Start of Recorded data
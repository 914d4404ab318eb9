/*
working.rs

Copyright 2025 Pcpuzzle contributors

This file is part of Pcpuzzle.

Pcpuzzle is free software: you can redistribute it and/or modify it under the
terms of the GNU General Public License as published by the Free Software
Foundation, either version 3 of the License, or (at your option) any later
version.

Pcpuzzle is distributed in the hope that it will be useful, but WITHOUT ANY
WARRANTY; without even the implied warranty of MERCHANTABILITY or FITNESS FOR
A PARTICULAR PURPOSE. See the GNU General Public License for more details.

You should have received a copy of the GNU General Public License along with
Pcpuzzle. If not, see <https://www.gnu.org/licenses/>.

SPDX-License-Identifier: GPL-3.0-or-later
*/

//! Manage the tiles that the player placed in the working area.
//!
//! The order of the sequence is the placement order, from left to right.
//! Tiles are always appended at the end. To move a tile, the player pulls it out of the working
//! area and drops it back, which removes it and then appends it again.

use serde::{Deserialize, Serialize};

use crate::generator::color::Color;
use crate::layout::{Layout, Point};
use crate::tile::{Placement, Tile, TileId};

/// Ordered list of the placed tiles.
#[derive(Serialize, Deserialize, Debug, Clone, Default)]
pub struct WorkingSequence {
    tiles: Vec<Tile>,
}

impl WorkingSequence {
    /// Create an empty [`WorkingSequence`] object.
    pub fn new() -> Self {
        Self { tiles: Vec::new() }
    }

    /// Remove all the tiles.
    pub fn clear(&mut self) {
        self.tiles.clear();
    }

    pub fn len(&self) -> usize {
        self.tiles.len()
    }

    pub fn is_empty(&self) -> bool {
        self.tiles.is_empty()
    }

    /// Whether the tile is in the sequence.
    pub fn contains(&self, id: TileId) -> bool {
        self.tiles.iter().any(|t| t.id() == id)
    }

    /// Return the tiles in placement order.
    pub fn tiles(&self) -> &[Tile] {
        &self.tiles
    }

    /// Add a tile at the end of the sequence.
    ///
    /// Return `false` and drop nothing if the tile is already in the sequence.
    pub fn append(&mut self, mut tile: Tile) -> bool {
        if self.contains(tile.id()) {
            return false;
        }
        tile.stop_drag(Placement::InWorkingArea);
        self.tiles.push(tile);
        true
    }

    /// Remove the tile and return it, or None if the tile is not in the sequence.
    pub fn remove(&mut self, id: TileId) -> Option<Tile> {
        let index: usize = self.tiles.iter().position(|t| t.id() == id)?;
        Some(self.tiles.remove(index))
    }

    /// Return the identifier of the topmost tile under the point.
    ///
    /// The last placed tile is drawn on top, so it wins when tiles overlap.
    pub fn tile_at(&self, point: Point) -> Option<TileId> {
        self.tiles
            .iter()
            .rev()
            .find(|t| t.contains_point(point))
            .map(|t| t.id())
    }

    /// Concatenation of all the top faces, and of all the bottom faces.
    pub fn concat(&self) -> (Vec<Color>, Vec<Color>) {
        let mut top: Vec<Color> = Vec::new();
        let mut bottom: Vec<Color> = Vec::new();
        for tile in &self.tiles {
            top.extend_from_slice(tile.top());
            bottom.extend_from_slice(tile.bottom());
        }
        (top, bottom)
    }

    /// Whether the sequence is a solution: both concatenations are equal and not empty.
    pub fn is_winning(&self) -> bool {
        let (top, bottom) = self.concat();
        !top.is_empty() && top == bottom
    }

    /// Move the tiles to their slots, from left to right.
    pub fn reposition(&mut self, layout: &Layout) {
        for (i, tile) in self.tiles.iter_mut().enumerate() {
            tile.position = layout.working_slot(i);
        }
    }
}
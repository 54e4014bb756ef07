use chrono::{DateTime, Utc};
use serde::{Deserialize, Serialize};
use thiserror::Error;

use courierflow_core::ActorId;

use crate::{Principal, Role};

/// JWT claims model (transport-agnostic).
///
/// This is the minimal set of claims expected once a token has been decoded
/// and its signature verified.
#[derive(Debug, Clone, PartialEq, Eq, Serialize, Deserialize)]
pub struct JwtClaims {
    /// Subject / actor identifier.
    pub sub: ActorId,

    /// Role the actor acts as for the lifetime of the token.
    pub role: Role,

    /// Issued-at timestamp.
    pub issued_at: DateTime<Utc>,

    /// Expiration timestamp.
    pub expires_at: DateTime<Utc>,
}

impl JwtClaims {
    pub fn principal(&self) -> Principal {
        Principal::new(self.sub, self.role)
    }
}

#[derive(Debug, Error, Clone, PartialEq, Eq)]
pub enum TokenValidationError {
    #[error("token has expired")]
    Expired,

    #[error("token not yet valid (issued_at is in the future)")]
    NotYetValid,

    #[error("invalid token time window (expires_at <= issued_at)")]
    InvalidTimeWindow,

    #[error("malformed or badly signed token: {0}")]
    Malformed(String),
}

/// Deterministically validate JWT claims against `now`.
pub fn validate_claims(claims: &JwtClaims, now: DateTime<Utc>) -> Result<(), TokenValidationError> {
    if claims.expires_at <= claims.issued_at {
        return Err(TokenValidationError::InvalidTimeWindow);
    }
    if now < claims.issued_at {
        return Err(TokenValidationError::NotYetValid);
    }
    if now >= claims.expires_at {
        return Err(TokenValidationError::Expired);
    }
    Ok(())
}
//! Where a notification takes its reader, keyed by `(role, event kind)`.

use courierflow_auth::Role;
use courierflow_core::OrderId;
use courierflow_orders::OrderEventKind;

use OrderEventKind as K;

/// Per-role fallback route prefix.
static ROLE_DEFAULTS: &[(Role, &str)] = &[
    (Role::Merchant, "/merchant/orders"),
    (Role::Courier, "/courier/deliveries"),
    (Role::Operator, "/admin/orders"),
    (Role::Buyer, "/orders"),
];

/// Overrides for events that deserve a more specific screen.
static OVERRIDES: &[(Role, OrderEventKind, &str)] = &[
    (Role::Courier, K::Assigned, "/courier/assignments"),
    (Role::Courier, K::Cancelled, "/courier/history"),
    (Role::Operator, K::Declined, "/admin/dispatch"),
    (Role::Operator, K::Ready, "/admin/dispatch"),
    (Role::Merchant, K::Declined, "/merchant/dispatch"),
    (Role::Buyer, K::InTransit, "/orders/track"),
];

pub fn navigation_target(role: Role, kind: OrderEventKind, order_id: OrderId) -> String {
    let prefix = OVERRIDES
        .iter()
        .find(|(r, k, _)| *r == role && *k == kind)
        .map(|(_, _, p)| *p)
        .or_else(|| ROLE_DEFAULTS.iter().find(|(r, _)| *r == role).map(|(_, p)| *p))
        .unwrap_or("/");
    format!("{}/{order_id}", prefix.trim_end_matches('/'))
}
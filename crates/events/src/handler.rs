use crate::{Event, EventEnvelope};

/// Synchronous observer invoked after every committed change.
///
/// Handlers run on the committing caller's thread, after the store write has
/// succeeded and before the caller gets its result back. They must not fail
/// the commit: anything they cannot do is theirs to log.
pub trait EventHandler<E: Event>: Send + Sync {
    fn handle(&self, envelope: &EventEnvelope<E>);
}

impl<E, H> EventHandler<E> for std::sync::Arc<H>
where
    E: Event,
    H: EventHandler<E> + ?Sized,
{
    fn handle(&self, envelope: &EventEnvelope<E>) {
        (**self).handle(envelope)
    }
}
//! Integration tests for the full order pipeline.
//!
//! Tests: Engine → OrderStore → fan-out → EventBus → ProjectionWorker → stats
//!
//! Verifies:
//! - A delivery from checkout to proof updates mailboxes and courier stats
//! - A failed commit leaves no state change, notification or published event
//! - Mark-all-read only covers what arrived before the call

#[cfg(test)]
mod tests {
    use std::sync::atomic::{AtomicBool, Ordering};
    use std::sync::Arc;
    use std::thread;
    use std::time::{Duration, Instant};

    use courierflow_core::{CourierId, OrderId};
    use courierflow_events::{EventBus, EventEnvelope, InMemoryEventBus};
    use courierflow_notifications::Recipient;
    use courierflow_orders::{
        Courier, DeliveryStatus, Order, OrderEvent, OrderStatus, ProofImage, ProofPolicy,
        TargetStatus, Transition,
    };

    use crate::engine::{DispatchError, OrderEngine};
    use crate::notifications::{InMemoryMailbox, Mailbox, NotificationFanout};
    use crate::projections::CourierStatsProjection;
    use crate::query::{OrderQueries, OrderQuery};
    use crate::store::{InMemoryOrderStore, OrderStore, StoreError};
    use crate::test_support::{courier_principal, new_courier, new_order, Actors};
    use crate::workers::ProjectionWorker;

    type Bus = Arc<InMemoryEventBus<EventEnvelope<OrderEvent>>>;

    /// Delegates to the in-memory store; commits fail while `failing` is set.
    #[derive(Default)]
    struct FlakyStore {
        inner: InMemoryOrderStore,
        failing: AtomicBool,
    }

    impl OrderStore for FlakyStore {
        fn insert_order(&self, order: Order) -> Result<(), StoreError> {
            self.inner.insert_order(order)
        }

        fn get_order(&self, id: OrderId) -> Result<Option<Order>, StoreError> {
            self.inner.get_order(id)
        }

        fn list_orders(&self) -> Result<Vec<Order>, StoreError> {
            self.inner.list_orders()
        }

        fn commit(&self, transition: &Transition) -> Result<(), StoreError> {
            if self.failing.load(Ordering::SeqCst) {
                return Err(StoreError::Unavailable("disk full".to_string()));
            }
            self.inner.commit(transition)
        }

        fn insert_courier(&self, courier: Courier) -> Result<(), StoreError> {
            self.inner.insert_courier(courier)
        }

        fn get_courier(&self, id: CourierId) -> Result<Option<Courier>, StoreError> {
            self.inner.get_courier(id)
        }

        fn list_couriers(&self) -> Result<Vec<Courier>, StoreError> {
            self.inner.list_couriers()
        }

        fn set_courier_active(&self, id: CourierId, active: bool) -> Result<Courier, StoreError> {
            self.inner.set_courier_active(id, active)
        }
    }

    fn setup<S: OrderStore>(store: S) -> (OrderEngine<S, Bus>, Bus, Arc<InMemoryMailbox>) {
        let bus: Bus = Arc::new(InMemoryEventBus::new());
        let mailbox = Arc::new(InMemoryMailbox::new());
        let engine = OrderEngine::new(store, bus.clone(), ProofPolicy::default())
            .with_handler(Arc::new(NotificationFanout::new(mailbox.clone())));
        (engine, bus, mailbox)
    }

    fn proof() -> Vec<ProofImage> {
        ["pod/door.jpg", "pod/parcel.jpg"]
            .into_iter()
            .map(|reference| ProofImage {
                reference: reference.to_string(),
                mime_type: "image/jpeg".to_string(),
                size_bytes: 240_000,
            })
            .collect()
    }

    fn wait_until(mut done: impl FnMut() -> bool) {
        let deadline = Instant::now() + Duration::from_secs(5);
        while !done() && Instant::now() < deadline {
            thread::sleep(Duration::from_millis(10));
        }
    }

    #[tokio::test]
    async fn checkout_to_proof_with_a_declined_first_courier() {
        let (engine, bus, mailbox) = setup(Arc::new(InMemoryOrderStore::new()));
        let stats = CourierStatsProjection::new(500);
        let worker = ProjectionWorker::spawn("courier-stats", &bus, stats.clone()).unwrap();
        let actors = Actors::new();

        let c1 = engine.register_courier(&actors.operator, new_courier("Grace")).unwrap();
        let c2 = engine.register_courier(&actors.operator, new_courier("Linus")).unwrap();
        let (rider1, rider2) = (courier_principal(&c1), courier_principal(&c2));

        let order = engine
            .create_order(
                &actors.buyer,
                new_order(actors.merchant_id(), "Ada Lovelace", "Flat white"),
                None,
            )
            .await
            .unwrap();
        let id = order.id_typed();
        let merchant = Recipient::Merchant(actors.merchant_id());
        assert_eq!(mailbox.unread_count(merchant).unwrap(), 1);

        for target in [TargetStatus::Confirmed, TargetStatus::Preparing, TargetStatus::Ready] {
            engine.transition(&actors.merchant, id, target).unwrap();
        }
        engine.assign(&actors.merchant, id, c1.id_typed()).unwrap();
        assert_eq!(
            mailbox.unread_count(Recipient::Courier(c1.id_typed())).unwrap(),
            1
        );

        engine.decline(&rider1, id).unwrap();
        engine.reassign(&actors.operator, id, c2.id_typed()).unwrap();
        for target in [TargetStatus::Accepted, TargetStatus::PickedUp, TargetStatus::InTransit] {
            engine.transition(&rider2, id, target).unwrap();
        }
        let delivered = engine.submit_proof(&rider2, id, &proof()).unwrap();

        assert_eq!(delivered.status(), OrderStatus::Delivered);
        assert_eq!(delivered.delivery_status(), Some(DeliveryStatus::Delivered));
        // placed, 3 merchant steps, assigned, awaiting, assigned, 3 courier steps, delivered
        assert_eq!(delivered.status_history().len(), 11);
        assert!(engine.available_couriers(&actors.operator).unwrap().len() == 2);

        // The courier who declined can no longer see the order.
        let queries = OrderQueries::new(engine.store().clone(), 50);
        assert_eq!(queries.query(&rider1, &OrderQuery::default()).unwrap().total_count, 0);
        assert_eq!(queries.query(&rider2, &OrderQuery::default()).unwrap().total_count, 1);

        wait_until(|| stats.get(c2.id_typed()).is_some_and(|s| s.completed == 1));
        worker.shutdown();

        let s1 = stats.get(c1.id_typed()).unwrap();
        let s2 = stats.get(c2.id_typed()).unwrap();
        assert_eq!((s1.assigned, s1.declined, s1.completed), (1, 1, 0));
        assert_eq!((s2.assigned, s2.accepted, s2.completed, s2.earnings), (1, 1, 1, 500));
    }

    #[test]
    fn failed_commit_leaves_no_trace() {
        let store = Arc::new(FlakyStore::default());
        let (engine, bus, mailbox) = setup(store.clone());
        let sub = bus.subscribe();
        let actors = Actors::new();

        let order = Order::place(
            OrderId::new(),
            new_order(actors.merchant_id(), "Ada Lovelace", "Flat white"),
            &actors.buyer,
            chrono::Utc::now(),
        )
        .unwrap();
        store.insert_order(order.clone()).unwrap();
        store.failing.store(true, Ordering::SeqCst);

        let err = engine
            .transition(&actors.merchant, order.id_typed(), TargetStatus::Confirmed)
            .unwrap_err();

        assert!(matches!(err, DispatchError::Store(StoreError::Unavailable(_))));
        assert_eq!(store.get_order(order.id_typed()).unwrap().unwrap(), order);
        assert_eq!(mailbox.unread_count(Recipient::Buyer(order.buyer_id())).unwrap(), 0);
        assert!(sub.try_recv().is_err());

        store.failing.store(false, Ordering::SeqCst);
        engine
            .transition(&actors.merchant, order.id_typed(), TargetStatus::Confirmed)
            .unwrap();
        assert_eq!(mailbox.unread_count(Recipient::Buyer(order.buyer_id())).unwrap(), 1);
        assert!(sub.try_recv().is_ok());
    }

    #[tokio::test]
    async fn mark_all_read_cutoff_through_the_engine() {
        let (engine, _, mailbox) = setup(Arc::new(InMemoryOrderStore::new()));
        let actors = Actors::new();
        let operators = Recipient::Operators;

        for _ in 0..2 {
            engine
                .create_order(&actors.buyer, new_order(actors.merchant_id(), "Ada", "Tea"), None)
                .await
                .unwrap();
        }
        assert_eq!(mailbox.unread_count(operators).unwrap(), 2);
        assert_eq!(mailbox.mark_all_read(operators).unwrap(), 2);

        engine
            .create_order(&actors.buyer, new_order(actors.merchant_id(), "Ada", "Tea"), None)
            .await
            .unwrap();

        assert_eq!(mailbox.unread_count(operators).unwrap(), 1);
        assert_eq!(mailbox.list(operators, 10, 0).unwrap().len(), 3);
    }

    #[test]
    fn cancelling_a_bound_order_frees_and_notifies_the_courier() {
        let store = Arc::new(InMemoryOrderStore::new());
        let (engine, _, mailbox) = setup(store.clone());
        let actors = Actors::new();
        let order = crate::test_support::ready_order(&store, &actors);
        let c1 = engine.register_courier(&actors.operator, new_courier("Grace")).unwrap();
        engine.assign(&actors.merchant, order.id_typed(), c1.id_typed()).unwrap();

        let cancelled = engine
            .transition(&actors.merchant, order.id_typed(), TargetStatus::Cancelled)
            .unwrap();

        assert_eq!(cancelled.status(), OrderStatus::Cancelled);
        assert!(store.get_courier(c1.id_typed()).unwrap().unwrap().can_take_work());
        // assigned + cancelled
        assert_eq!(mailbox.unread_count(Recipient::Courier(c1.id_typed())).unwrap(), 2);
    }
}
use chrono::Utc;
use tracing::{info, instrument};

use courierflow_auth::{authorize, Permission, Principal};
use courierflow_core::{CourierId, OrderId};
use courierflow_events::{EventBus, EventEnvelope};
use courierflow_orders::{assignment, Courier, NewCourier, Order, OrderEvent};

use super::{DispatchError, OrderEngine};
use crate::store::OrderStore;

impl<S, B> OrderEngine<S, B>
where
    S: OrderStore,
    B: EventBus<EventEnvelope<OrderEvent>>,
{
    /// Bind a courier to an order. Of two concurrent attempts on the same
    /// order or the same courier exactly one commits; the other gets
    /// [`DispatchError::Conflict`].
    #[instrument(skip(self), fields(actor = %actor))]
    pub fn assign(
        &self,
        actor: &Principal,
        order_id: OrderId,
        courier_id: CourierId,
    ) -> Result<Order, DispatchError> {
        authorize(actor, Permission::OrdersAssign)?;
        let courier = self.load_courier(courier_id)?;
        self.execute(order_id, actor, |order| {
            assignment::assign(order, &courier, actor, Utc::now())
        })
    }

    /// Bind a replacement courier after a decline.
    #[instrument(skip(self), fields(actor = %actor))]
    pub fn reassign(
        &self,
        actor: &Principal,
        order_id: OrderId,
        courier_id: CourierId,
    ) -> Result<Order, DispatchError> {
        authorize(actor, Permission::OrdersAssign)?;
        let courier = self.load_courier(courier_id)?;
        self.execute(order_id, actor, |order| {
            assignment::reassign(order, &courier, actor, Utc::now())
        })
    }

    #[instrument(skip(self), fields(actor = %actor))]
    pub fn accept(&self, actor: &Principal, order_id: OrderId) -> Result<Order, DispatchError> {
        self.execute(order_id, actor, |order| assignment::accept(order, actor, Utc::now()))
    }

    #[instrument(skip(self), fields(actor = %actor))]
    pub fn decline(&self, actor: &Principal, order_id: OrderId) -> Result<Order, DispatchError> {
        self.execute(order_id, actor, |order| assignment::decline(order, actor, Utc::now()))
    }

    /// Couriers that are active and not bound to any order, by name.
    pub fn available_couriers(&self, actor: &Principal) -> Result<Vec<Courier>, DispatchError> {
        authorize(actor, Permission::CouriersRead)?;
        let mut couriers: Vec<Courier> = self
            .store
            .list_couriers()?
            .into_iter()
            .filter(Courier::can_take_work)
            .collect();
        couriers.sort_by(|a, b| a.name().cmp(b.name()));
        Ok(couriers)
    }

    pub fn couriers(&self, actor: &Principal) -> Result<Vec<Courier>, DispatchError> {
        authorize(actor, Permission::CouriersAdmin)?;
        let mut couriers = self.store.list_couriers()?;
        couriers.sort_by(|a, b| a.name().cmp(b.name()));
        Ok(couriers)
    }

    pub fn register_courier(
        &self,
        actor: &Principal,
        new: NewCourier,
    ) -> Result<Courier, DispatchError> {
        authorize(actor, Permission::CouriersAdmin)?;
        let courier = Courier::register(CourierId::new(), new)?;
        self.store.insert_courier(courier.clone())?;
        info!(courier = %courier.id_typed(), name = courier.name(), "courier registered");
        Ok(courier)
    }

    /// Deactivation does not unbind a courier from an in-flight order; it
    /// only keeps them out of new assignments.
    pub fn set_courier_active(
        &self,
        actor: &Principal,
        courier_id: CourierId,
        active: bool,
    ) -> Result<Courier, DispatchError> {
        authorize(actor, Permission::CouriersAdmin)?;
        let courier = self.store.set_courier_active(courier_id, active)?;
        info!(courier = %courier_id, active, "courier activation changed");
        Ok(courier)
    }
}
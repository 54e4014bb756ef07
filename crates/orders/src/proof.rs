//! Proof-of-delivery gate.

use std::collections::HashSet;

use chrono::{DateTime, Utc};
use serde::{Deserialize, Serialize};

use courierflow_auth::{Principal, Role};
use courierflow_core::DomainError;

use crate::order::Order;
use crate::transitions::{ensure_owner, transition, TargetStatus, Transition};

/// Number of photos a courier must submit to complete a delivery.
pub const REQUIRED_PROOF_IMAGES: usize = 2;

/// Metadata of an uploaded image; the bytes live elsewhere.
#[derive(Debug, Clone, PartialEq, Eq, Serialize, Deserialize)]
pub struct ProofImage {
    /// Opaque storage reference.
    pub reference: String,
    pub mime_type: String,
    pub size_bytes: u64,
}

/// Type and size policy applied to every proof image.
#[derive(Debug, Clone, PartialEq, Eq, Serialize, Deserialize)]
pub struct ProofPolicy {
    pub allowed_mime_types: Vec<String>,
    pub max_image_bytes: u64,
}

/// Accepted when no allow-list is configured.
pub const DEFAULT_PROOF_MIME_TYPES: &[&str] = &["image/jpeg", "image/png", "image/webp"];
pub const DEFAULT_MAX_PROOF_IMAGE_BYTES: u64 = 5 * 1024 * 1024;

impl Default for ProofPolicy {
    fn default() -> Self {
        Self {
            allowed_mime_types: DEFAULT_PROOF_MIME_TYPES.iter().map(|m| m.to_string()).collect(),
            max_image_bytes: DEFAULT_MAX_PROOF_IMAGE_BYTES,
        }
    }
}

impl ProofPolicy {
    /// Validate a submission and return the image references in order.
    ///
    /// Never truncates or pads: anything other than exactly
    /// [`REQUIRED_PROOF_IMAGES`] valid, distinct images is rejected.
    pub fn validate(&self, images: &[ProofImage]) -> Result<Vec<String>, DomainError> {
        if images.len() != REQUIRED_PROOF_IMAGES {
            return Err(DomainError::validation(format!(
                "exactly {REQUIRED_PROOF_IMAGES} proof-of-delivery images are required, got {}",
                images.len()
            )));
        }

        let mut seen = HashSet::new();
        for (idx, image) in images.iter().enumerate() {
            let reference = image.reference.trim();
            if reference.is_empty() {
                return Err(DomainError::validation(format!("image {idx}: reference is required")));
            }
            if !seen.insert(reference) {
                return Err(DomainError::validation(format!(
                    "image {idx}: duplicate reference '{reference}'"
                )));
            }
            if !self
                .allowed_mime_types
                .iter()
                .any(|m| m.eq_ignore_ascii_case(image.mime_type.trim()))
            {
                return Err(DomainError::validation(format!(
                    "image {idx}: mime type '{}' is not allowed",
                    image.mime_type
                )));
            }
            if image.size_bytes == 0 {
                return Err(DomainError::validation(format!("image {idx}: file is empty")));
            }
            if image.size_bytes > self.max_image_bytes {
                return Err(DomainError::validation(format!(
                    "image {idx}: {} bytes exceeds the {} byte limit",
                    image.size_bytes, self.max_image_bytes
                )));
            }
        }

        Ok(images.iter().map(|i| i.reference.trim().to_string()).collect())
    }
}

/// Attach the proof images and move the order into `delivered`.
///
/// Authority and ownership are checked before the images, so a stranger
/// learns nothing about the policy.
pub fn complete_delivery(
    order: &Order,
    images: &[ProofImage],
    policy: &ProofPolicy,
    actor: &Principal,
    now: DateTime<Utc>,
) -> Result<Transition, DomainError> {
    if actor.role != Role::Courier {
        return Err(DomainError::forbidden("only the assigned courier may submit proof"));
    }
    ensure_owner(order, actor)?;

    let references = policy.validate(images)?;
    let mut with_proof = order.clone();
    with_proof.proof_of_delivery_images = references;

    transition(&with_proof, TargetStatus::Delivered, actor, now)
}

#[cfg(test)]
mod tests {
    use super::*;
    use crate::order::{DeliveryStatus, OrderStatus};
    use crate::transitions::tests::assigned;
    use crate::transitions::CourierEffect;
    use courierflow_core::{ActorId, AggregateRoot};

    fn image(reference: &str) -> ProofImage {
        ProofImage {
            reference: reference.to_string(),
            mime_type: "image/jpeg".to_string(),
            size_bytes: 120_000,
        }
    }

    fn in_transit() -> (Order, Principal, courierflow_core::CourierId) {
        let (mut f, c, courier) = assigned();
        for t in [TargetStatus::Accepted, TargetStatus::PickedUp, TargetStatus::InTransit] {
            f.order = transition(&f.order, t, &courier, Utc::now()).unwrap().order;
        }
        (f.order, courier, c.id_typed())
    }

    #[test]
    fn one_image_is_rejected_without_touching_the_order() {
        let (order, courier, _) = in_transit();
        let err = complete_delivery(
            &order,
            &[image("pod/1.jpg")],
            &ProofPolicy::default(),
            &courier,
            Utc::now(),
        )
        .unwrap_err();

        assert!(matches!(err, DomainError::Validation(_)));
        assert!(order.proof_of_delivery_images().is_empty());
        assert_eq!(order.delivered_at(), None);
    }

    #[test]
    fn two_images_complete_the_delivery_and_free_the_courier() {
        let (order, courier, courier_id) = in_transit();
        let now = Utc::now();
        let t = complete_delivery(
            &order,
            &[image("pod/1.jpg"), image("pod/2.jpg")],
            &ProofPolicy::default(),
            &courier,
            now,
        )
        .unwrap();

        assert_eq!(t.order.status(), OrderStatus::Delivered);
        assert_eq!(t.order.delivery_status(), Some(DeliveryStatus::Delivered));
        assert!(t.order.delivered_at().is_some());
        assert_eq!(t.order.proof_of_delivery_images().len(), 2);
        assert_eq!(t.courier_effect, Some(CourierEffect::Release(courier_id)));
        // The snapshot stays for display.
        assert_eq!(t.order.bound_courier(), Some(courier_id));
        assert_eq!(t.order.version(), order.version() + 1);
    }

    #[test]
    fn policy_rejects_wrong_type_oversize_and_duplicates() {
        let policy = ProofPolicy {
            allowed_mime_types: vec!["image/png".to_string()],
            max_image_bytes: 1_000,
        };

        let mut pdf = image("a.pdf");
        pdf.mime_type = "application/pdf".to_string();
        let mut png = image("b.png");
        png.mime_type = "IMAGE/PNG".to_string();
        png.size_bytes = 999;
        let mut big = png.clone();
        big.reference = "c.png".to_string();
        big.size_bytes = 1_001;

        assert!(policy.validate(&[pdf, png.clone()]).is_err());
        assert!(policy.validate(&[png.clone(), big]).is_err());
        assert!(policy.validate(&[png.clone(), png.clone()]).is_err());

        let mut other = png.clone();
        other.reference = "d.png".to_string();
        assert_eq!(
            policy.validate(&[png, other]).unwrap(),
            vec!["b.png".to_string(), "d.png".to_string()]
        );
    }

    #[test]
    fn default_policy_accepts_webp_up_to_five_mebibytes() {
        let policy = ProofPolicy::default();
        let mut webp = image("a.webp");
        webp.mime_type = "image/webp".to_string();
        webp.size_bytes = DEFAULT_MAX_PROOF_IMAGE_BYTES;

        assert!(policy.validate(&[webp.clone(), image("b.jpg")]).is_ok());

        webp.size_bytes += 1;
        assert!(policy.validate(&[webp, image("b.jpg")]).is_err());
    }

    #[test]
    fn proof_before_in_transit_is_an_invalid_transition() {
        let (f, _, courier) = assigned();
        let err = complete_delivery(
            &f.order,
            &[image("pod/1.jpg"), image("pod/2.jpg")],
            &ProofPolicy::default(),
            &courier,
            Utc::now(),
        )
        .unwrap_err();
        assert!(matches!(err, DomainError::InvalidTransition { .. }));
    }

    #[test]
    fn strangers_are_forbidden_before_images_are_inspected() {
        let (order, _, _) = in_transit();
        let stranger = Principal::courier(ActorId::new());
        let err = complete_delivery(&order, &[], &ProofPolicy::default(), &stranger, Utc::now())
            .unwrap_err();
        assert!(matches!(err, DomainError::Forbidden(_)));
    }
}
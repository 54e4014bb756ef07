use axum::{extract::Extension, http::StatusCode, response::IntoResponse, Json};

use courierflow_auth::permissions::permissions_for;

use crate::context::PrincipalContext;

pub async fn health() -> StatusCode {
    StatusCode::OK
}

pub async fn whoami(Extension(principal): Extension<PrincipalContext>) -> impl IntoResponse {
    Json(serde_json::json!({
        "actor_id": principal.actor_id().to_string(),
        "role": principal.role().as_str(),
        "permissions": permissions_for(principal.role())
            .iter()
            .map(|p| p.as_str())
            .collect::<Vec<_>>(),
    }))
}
End of Recorded data
#### The task:
Determine the number of lines in the entries that hold the string "Public"; write that number and nothing else.

#### Task solution:
3